For the Work Break: I always love a good non-fiction book to inspire and motivate me when I have more time to reflect during the summer months, and The Art of Gathering: Why We Meet and Why it Matters fits the bill. A conflict resolution mediator by trade, author Priya Parker observes that although human beings make great efforts to gather on a regular basis, whether it be via a work meeting, a family dinner or a coffee date with a friend, “much of the time we spend gathering is highly disappointing,” she writes. Parker analyzes a wide array of get-togethers—from a boardroom meeting to a flash-mob party—to investigate the ways that we can make ours more fulfilling and productive. After reading, you’ll likely never arrange, or attend, a work meeting, or a backyard barbecue, the same way again.

For the Cottage: By the campfire, in your sweatpants on the sofa, or in bed, a book written by an author as epic as The English Patient's Michael Ondaatje deserves the time and space away from city life to focus on it. The author enthralls with this dramatic World War II tale which begins after the end of the war in 1945. In it, fourteen-year-old Nathaniel and his older sister are left in London in the care of a mysterious man, Moth, as their parents set off to Singapore.

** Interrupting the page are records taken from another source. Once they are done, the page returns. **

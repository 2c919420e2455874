//! Wire shapes exchanged with the client records REST backend.
//!
//! Every payload is deserialized into one of these DTOs first and converted
//! into domain types with `TryFrom`, so malformed backend data is rejected at
//! the boundary instead of leaking into templates.

use serde::{Deserialize, Serialize};

use crate::domain::attachment::StoredFile;
use crate::domain::client_detail::{ClientDetail, ClientDetailsPage};
use crate::domain::reference::{Client, State};
use crate::domain::types::{
    AttachmentId, AttachmentName, ClientDetailId, ClientId, Gender, PayType, PersonName,
    RecordEmail, ReferenceName, StateId, StateSelection, TypeConstraintError, parse_date,
};

#[derive(Debug, Clone, Deserialize, Serialize)]
#[serde(rename_all = "camelCase")]
pub struct ClientDto {
    pub id: i32,
    #[serde(alias = "clientName")]
    pub name: String,
}

#[derive(Debug, Clone, Deserialize, Serialize)]
#[serde(rename_all = "camelCase")]
pub struct StateDto {
    pub id: i32,
    #[serde(alias = "stateName")]
    pub name: String,
}

#[derive(Debug, Clone, Deserialize, Serialize)]
#[serde(rename_all = "camelCase")]
pub struct FileDto {
    pub id: i32,
    pub filename: String,
    #[serde(default)]
    pub filedata: Option<String>,
    #[serde(default)]
    pub client_details_id: Option<i32>,
}

#[derive(Debug, Clone, Deserialize, Serialize)]
#[serde(rename_all = "camelCase")]
pub struct ClientDetailDto {
    pub id: i32,
    pub name: String,
    pub email: String,
    pub client_id: i32,
    #[serde(default, alias = "client_name")]
    pub client_name: Option<String>,
    pub state_id: String,
    pub dob: String,
    pub exp_start: String,
    pub exp_end: String,
    pub pay_value: f64,
    pub pay_type: String,
    pub gender: String,
    #[serde(default)]
    pub files: Vec<FileDto>,
}

/// Response of the paged client-details listing.
#[derive(Debug, Clone, Deserialize, Serialize)]
#[serde(rename_all = "camelCase")]
pub struct ClientDetailsPageDto {
    pub data: Vec<ClientDetailDto>,
    pub total_count: usize,
}

impl TryFrom<ClientDto> for Client {
    type Error = TypeConstraintError;

    fn try_from(dto: ClientDto) -> Result<Self, Self::Error> {
        Ok(Self {
            id: ClientId::new(dto.id)?,
            name: ReferenceName::new(dto.name)?,
        })
    }
}

impl TryFrom<StateDto> for State {
    type Error = TypeConstraintError;

    fn try_from(dto: StateDto) -> Result<Self, Self::Error> {
        Ok(Self {
            id: StateId::new(dto.id)?,
            name: ReferenceName::new(dto.name)?,
        })
    }
}

impl TryFrom<FileDto> for StoredFile {
    type Error = TypeConstraintError;

    fn try_from(dto: FileDto) -> Result<Self, Self::Error> {
        Ok(Self {
            id: AttachmentId::new(dto.id)?,
            filename: AttachmentName::new(dto.filename)?,
            filedata: dto.filedata,
            client_details_id: dto.client_details_id.map(ClientDetailId::new).transpose()?,
        })
    }
}

impl TryFrom<ClientDetailDto> for ClientDetail {
    type Error = TypeConstraintError;

    fn try_from(dto: ClientDetailDto) -> Result<Self, Self::Error> {
        if !dto.pay_value.is_finite() {
            return Err(TypeConstraintError::InvalidValue(format!(
                "pay value {}",
                dto.pay_value
            )));
        }

        Ok(Self {
            id: ClientDetailId::new(dto.id)?,
            name: PersonName::new(dto.name)?,
            email: RecordEmail::new(dto.email)?,
            client_id: ClientId::new(dto.client_id)?,
            client_name: dto.client_name.filter(|name| !name.trim().is_empty()),
            states: StateSelection::parse(&dto.state_id)?,
            dob: parse_date(&dto.dob)?,
            exp_start: parse_date(&dto.exp_start)?,
            exp_end: parse_date(&dto.exp_end)?,
            pay_type: dto.pay_type.parse::<PayType>()?,
            pay_value: dto.pay_value,
            gender: Gender::new(dto.gender)?,
            files: dto
                .files
                .into_iter()
                .map(StoredFile::try_from)
                .collect::<Result<Vec<_>, _>>()?,
        })
    }
}

/// Rows that fail conversion are logged and left out of the page.
impl From<ClientDetailsPageDto> for ClientDetailsPage {
    fn from(dto: ClientDetailsPageDto) -> Self {
        let records = dto
            .data
            .into_iter()
            .filter_map(|row| {
                let id = row.id;
                ClientDetail::try_from(row)
                    .inspect_err(|err| log::warn!("Skipping client details row {id}: {err}"))
                    .ok()
            })
            .collect();
        Self {
            records,
            total_count: dto.total_count,
        }
    }
}

/// File part of an outgoing multipart request.
#[derive(Debug, Clone, PartialEq, Eq)]
pub struct FilePart {
    pub filename: String,
    pub content_type: &'static str,
    pub bytes: Vec<u8>,
}

/// One part of an outgoing multipart request.
#[derive(Debug, Clone, PartialEq, Eq)]
pub enum MultipartPart {
    Text { name: &'static str, value: String },
    File(FilePart),
}

/// Transport-neutral multipart body with parts in wire order.
///
/// `name` of every file part is `files`, matching the backend's binder.
#[derive(Debug, Clone, Default, PartialEq)]
pub struct MultipartPayload {
    pub parts: Vec<MultipartPart>,
}

impl MultipartPayload {
    pub const FILES_FIELD: &'static str = "files";

    pub fn text(mut self, name: &'static str, value: impl Into<String>) -> Self {
        self.parts.push(MultipartPart::Text {
            name,
            value: value.into(),
        });
        self
    }

    pub fn file(mut self, part: FilePart) -> Self {
        self.parts.push(MultipartPart::File(part));
        self
    }

    /// Text fields in order.
    pub fn fields(&self) -> impl Iterator<Item = (&'static str, &str)> {
        self.parts.iter().filter_map(|part| match part {
            MultipartPart::Text { name, value } => Some((*name, value.as_str())),
            MultipartPart::File(_) => None,
        })
    }

    pub fn files(&self) -> impl Iterator<Item = &FilePart> {
        self.parts.iter().filter_map(|part| match part {
            MultipartPart::File(file) => Some(file),
            MultipartPart::Text { .. } => None,
        })
    }

    /// Value of the first text field named `name`.
    pub fn field(&self, name: &str) -> Option<&str> {
        self.fields()
            .find(|(field, _)| *field == name)
            .map(|(_, value)| value)
    }
}
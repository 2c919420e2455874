//! Controllers sitting between the HTTP routes and the backend gateway.

use thiserror::Error;
use validator::ValidationErrors;

use crate::domain::types::TypeConstraintError;
use crate::forms::FormError;
use crate::repository::errors::RepositoryError;

pub mod details;
pub mod dialogs;
pub mod list;
pub mod preview;

#[derive(Debug, Error)]
pub enum ServiceError {
    #[error("not found")]
    NotFound,

    #[error("validation failed: {0}")]
    Validation(ValidationErrors),

    #[error("{0}")]
    Form(String),

    /// Message reported by the backend, shown to the user as is.
    #[error("{0}")]
    Backend(String),

    #[error(transparent)]
    TypeConstraint(#[from] TypeConstraintError),

    #[error("internal error: {0}")]
    Internal(String),
}

pub type ServiceResult<T> = Result<T, ServiceError>;

impl From<RepositoryError> for ServiceError {
    fn from(err: RepositoryError) -> Self {
        match err {
            RepositoryError::NotFound => ServiceError::NotFound,
            RepositoryError::Backend { message, .. } => ServiceError::Backend(message),
            RepositoryError::Transport(message) => ServiceError::Backend(message),
            RepositoryError::Decode(message) | RepositoryError::Validation(message) => {
                ServiceError::Internal(message)
            }
        }
    }
}

impl From<FormError> for ServiceError {
    fn from(err: FormError) -> Self {
        match err {
            FormError::Validation(errors) => ServiceError::Validation(errors),
            FormError::Incomplete => ServiceError::Internal(FormError::Incomplete.to_string()),
            other => ServiceError::Form(other.to_string()),
        }
    }
}

impl From<ValidationErrors> for ServiceError {
    fn from(errors: ValidationErrors) -> Self {
        ServiceError::Validation(errors)
    }
}
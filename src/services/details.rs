//! Details form controller: wires the form reducer to the backend.

use chrono::NaiveDate;
use futures::future::join_all;
use tokio::task::JoinHandle;
use uuid::Uuid;

use crate::domain::attachment::{AttachmentBlob, AttachmentKey};
use crate::domain::client_detail::ClientDetail;
use crate::domain::reference::{Client, State};
use crate::domain::types::{AttachmentId, ClientDetailId};
use crate::forms::attachments::{Removal, SelectedFile};
use crate::forms::details::{DetailsEvent, DetailsFormState, FormMode, apply_event};
use crate::forms::upload::PendingFile;
use crate::repository::{ClientDetailsWriter, FileReader, FileWriter, ReferenceReader};
use crate::services::preview::PreviewRegistry;
use crate::services::{ServiceError, ServiceResult};

pub const UPDATED_MESSAGE: &str = "Details updated successfully.";
pub const CREATED_MESSAGE: &str = "Details and files added successfully.";

/// Choices offered by the client and state selects.
#[derive(Debug, Default)]
pub struct ReferenceData {
    pub clients: Vec<Client>,
    pub states: Vec<State>,
}

/// Background read of one selected file.
struct ContentRead {
    key: AttachmentKey,
    filename: String,
    handle: JoinHandle<std::io::Result<Vec<u8>>>,
}

pub struct DetailsController<'a, R: ?Sized> {
    repo: &'a R,
    state: DetailsFormState,
    reads: Vec<ContentRead>,
}

impl<'a, R: ?Sized> DetailsController<'a, R> {
    /// Blank form for a new record.
    pub fn create(repo: &'a R, reference_date: NaiveDate) -> Self {
        Self::with_state(repo, DetailsFormState::create(reference_date))
    }

    /// Form pre-filled from `record`.
    pub fn edit(repo: &'a R, record: &ClientDetail, reference_date: NaiveDate) -> ServiceResult<Self> {
        let state = DetailsFormState::edit(record, reference_date).map_err(|err| {
            log::error!("Failed to hydrate attachments of {}: {err}", record.id);
            err
        })?;
        Ok(Self::with_state(repo, state))
    }

    fn with_state(repo: &'a R, state: DetailsFormState) -> Self {
        Self {
            repo,
            state,
            reads: Vec::new(),
        }
    }

    pub fn state(&self) -> &DetailsFormState {
        &self.state
    }

    pub fn dispatch(&mut self, event: DetailsEvent) {
        let reference_date = self.state.reference_date;
        let state = std::mem::replace(&mut self.state, DetailsFormState::create(reference_date));
        self.state = apply_event(state, event);
    }

    /// Applies a file selection and starts reading every accepted file.
    ///
    /// Returns the combined rejection notice, if any file was refused.
    pub fn select_files(&mut self, files: Vec<PendingFile>) -> Option<String> {
        let selected = files
            .iter()
            .map(|file| SelectedFile::new(file.filename.clone(), file.size))
            .collect();
        self.dispatch(DetailsEvent::FilesSelected(selected));

        let mut remaining = files;
        for (key, filename) in self.state.last_selection.accepted.clone() {
            let Some(position) = remaining.iter().position(|file| file.filename == filename) else {
                continue;
            };
            let file = remaining.swap_remove(position);
            let path = file.path;
            self.reads.push(ContentRead {
                key,
                filename: file.filename,
                handle: tokio::spawn(async move { tokio::fs::read(path).await }),
            });
        }

        self.state.file_notice.clone()
    }

    /// Waits for outstanding reads and attaches their content.
    ///
    /// Files that could not be read are removed from the form; their names
    /// are returned.
    pub async fn settle_reads(&mut self) -> Vec<String> {
        let (files, handles): (Vec<_>, Vec<_>) = std::mem::take(&mut self.reads)
            .into_iter()
            .map(|read| ((read.key, read.filename), read.handle))
            .unzip();

        let mut unreadable = Vec::new();
        for ((key, filename), joined) in files.into_iter().zip(join_all(handles).await) {
            match joined
                .map_err(|err| std::io::Error::other(err.to_string()))
                .and_then(|read| read)
            {
                Ok(bytes) => self.dispatch(DetailsEvent::AttachmentContentLoaded {
                    key,
                    blob: AttachmentBlob::from_bytes(&filename, bytes),
                }),
                Err(err) => {
                    log::error!("Failed to read attachment {filename}: {err}");
                    self.dispatch(DetailsEvent::AttachmentRemoved(key));
                    unreadable.push(filename);
                }
            }
        }
        unreadable
    }

    /// Drops uploads that were not saved, since a re-rendered form cannot
    /// carry them. Returns a notice asking to select them again.
    pub fn discard_pending_uploads(&mut self) -> Option<String> {
        let names: Vec<String> = self
            .state
            .attachments
            .pending_uploads()
            .map(|attachment| attachment.filename.to_string())
            .collect();
        self.dispatch(DetailsEvent::PendingUploadsDiscarded);

        (!names.is_empty())
            .then(|| format!("Please select these files again: {}.", names.join(", ")))
    }

    /// Registers a preview link for the attachment's content.
    pub fn preview(&self, key: AttachmentKey, registry: &PreviewRegistry) -> ServiceResult<Uuid> {
        let blob = self
            .state
            .attachments
            .get(key)
            .and_then(|attachment| attachment.blob.clone())
            .ok_or_else(|| {
                log::error!("No content to preview for attachment {key}");
                ServiceError::NotFound
            })?;
        Ok(registry.register(blob))
    }

    /// Key of the persisted attachment with `id`.
    pub fn attachment_key(&self, id: AttachmentId) -> ServiceResult<AttachmentKey> {
        self.state
            .attachments
            .find_persisted(id)
            .map(|attachment| attachment.key)
            .ok_or(ServiceError::NotFound)
    }
}

impl<'a, R> DetailsController<'a, R>
where
    R: FileReader + ?Sized,
{
    /// Edit form for `id` with its stored files and blank fields, to be
    /// filled from posted values.
    pub async fn resume_edit(
        repo: &'a R,
        id: ClientDetailId,
        reference_date: NaiveDate,
    ) -> ServiceResult<Self> {
        let files = repo.list_files(id).await.map_err(|err| {
            log::error!("Failed to fetch files of {id}: {err}");
            err
        })?;
        let state = DetailsFormState::resume_edit(id, files, reference_date)?;
        Ok(Self::with_state(repo, state))
    }
}

impl<'a, R> DetailsController<'a, R>
where
    R: ReferenceReader + ?Sized,
{
    /// Fetches the select choices; clients also preselect in create mode.
    pub async fn load_reference_data(&mut self) -> ServiceResult<ReferenceData> {
        let clients = self.repo.list_clients().await.map_err(|err| {
            log::error!("Error fetching clients: {err}");
            err
        })?;
        let states = self.repo.list_states().await.map_err(|err| {
            log::error!("Error fetching states: {err}");
            err
        })?;

        self.dispatch(DetailsEvent::ClientsLoaded(
            clients.iter().map(|client| client.id).collect(),
        ));

        Ok(ReferenceData { clients, states })
    }
}

impl<'a, R> DetailsController<'a, R>
where
    R: FileWriter + ?Sized,
{
    /// Removes the attachment locally, then remotely when it is stored.
    ///
    /// The local removal stands even when the remote delete fails.
    pub async fn delete_attachment(&mut self, key: AttachmentKey) -> ServiceResult<Removal> {
        let removal = self
            .state
            .attachments
            .removal_for(key)
            .ok_or(ServiceError::NotFound)?;
        self.dispatch(DetailsEvent::AttachmentRemoved(key));

        if let Removal::Remote(id) = removal {
            self.repo.delete_file(id).await.map_err(|err| {
                log::error!("Error deleting file {id}: {err}");
                ServiceError::from(err)
            })?;
        }

        Ok(removal)
    }
}

impl<'a, R> DetailsController<'a, R>
where
    R: ClientDetailsWriter + ?Sized,
{
    /// Validates and sends the form; returns the success message.
    pub async fn submit(&mut self) -> ServiceResult<&'static str> {
        let unreadable = self.settle_reads().await;
        if !unreadable.is_empty() {
            return Err(ServiceError::Form(format!(
                "Could not read {}. Please select the files again.",
                unreadable.join(", ")
            )));
        }

        let payload = self.state.multipart().map_err(|err| {
            log::error!("Form is invalid: {err}");
            ServiceError::from(err)
        })?;

        let message = match self.state.mode {
            FormMode::Edit => {
                let id = self.state.edit_id.ok_or_else(|| {
                    ServiceError::Form("This record was already saved.".to_string())
                })?;
                self.repo
                    .update_client_details(id, payload)
                    .await
                    .map_err(|err| {
                        log::error!("Error updating client details {id}: {err}");
                        ServiceError::from(err)
                    })?;
                UPDATED_MESSAGE
            }
            FormMode::Create => {
                self.repo
                    .create_client_details(payload)
                    .await
                    .map_err(|err| {
                        log::error!("Error creating client details: {err}");
                        ServiceError::from(err)
                    })?;
                CREATED_MESSAGE
            }
        };

        self.dispatch(DetailsEvent::Submitted);
        Ok(message)
    }
}

/// Deletes one stored file of record `id`.
pub async fn delete_stored_file<R>(
    repo: &R,
    id: ClientDetailId,
    file_id: AttachmentId,
    reference_date: NaiveDate,
) -> ServiceResult<Removal>
where
    R: FileReader + FileWriter + ?Sized,
{
    let mut controller = DetailsController::resume_edit(repo, id, reference_date).await?;
    let key = controller.attachment_key(file_id)?;
    controller.delete_attachment(key).await
}

/// Preview token for one stored file of record `id`.
pub async fn preview_stored_file<R>(
    repo: &R,
    registry: &PreviewRegistry,
    id: ClientDetailId,
    file_id: AttachmentId,
    reference_date: NaiveDate,
) -> ServiceResult<Uuid>
where
    R: FileReader + ?Sized,
{
    let controller = DetailsController::resume_edit(repo, id, reference_date).await?;
    let key = controller.attachment_key(file_id)?;
    controller.preview(key, registry)
}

At first, the teens wonder whether Moth is a criminal, but over time they grow to trust him and his offbeat and protective clan of friends. After months without contact, the teens' mother returns—but she is without their father, or an explanation about his disappearance. Told twelve years later in Ondaatje’s brilliant and alluring style, Warlight is the story of Nathaniel’s attempt, through his own imagination and recollections, to piece together the answers to the questions that have haunted him for much of his young adult life.